WORK REQUIRED – Filter these entries down to the lines that hold the word "data", and show each of them.

========================================================================

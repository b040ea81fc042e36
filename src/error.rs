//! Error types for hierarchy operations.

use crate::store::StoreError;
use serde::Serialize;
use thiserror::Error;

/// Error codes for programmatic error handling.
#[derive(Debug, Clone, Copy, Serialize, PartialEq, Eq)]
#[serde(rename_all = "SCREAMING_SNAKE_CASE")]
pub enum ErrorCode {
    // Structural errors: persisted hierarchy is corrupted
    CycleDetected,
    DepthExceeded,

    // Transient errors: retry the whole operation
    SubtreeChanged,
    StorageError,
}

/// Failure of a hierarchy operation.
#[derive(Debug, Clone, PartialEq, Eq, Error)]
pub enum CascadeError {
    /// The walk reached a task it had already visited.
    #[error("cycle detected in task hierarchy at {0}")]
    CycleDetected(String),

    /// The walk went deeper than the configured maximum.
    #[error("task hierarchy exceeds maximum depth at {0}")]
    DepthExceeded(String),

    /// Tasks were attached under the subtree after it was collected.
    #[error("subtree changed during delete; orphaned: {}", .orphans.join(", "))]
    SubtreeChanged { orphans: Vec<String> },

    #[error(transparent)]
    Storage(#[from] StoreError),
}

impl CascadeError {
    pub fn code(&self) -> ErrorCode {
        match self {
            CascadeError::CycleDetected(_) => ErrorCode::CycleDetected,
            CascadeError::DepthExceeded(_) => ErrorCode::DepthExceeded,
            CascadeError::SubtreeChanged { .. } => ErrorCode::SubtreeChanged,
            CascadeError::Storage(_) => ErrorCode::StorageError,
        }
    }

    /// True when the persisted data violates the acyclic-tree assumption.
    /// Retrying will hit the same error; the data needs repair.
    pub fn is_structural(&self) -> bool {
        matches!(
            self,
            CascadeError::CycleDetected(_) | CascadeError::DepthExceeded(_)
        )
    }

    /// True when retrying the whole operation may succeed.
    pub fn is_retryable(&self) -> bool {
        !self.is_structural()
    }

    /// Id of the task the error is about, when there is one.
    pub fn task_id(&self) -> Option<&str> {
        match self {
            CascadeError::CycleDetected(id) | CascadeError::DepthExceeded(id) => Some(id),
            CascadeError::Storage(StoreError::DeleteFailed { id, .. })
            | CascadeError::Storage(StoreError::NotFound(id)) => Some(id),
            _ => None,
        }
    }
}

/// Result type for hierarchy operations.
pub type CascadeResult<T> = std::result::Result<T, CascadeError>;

========================================================================

ANSWER TO THIS TASK –
    /// True when the persisted data violates the acyclic-tree assumption.
    /// Retrying will hit the same error; the data needs repair.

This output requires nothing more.